**WORK TO COMPLETE:**
Look through the data below and return each line where "Failed" appears.

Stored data
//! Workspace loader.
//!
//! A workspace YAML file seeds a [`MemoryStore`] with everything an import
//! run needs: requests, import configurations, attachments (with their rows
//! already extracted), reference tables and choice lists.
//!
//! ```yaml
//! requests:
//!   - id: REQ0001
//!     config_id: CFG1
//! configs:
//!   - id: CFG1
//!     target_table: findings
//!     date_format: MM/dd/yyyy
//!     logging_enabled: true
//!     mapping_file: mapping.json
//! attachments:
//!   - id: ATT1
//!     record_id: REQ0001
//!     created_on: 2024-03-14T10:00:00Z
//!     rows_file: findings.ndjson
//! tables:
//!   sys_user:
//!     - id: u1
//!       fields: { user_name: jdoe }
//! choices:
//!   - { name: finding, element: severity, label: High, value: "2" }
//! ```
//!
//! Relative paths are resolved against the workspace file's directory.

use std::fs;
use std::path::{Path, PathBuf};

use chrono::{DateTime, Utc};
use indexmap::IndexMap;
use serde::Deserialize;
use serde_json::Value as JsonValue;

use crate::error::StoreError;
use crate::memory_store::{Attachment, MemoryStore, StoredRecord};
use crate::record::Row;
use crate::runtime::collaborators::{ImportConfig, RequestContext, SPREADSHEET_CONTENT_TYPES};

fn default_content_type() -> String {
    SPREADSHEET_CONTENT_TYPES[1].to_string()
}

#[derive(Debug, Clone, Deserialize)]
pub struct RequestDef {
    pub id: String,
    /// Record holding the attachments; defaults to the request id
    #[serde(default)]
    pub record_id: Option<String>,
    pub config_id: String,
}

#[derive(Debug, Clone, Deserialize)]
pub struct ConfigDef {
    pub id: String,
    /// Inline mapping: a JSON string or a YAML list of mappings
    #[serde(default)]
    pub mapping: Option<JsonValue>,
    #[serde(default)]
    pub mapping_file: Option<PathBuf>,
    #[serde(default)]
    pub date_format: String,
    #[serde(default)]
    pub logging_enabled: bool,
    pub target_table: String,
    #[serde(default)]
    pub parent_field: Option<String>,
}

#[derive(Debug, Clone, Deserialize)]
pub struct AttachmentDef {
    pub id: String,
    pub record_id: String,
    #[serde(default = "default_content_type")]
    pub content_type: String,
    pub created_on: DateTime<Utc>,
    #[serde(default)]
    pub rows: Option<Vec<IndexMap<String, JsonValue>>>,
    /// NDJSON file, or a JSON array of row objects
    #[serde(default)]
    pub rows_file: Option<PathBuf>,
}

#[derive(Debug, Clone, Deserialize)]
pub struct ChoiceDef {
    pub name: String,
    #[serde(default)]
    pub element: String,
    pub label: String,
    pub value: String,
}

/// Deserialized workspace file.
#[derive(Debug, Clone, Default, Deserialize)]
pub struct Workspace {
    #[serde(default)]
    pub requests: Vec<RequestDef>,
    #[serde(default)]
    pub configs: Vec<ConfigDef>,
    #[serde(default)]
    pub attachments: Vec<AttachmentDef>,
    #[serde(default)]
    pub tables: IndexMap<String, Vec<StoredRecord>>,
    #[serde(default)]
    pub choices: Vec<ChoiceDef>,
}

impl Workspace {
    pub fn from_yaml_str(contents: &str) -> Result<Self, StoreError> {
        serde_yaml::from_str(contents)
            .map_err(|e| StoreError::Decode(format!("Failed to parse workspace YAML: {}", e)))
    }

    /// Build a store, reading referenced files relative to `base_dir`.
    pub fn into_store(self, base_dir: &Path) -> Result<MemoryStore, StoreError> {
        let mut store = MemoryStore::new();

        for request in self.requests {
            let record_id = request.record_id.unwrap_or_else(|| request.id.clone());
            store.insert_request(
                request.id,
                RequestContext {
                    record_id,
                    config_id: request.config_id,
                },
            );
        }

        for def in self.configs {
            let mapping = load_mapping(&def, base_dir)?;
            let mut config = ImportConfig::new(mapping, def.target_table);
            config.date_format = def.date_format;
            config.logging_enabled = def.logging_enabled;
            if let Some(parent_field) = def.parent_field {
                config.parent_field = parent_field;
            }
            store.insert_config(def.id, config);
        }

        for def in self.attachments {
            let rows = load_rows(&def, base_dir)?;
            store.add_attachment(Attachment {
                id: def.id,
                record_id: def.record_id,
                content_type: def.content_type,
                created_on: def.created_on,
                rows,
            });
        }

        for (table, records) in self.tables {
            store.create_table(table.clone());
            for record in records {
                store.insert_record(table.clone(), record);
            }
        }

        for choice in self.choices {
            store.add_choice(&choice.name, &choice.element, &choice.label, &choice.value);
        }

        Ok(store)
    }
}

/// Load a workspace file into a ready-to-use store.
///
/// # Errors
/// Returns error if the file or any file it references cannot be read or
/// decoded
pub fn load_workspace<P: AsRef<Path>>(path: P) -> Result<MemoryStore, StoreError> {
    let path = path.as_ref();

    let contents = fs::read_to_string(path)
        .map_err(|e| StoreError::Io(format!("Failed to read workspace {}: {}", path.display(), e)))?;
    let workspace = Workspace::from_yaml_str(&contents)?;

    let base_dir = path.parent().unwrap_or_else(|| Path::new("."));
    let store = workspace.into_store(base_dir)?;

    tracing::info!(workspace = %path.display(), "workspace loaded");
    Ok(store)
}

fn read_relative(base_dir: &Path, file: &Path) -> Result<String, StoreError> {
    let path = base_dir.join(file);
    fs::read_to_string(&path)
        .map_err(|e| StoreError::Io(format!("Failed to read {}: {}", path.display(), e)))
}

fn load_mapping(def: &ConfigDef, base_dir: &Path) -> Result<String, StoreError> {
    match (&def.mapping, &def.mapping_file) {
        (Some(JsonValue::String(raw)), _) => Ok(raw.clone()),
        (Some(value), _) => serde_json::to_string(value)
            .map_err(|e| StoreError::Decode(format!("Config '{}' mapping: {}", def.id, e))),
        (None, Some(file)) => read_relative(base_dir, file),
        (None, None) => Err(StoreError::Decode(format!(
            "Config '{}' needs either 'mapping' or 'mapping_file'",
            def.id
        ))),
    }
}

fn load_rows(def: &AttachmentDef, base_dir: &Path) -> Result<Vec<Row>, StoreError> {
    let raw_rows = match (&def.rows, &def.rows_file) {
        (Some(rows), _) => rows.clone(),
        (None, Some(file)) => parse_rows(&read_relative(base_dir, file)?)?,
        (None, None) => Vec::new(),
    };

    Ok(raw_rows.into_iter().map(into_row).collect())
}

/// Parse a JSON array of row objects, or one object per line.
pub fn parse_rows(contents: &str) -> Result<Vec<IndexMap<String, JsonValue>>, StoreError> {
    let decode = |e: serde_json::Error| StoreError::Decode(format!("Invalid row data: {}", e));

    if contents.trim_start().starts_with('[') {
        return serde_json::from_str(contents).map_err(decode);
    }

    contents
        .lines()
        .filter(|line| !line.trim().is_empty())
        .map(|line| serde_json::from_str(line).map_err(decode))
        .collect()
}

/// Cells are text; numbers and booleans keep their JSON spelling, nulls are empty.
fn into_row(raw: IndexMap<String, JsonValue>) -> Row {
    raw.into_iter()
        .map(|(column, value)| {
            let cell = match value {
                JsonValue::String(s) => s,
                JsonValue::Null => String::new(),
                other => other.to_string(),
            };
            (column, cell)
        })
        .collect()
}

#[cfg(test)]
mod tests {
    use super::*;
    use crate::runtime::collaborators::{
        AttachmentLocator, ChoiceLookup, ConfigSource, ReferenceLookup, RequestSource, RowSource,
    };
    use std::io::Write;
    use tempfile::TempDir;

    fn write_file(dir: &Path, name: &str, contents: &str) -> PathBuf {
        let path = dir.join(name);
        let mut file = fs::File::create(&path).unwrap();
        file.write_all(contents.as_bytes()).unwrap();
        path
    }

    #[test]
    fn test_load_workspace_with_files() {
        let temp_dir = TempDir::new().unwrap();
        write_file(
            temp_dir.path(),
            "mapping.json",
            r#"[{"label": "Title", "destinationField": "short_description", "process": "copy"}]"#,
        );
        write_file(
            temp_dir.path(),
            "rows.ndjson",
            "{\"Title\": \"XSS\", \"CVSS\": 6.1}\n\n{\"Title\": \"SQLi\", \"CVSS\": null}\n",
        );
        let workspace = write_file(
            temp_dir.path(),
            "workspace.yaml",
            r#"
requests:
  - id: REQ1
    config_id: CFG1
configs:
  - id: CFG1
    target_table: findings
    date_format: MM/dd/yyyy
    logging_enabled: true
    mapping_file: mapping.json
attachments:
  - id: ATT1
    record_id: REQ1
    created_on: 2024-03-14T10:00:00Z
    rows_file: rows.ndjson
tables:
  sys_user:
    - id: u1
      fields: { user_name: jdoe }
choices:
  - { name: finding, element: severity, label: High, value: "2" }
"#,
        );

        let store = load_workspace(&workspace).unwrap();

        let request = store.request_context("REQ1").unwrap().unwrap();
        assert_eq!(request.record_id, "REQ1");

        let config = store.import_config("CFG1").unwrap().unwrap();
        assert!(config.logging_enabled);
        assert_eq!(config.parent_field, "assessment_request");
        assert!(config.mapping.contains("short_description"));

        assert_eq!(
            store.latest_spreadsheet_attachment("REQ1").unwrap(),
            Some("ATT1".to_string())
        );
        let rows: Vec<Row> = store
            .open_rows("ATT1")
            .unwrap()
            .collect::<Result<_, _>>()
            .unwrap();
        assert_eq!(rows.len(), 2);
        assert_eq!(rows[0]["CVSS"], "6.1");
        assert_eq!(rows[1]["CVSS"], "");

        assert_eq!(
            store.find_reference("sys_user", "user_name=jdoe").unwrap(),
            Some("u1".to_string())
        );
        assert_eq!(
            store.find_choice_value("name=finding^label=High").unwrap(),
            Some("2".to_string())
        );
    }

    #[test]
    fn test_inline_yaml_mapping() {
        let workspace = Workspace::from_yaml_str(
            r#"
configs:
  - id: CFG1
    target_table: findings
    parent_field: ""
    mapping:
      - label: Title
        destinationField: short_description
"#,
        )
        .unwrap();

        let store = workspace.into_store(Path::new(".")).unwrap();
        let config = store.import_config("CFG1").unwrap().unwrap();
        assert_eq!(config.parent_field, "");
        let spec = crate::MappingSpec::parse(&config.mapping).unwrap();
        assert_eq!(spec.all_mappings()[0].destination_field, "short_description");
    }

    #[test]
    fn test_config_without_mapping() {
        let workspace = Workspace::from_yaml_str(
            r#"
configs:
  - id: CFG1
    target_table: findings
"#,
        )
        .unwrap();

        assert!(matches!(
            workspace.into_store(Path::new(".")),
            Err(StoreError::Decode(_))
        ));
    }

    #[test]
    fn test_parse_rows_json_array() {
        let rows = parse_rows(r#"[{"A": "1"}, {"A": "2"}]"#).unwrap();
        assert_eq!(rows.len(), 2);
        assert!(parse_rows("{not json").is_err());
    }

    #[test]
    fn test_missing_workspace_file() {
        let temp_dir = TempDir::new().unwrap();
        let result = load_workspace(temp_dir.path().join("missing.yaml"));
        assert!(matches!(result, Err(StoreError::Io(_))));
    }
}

**ANSWER SPACE:**
            .map_err(|e| StoreError::Decode(format!("Failed to parse workspace YAML: {}", e)))
        .map_err(|e| StoreError::Io(format!("Failed to read workspace {}: {}", path.display(), e)))?;
        .map_err(|e| StoreError::Io(format!("Failed to read {}: {}", path.display(), e)))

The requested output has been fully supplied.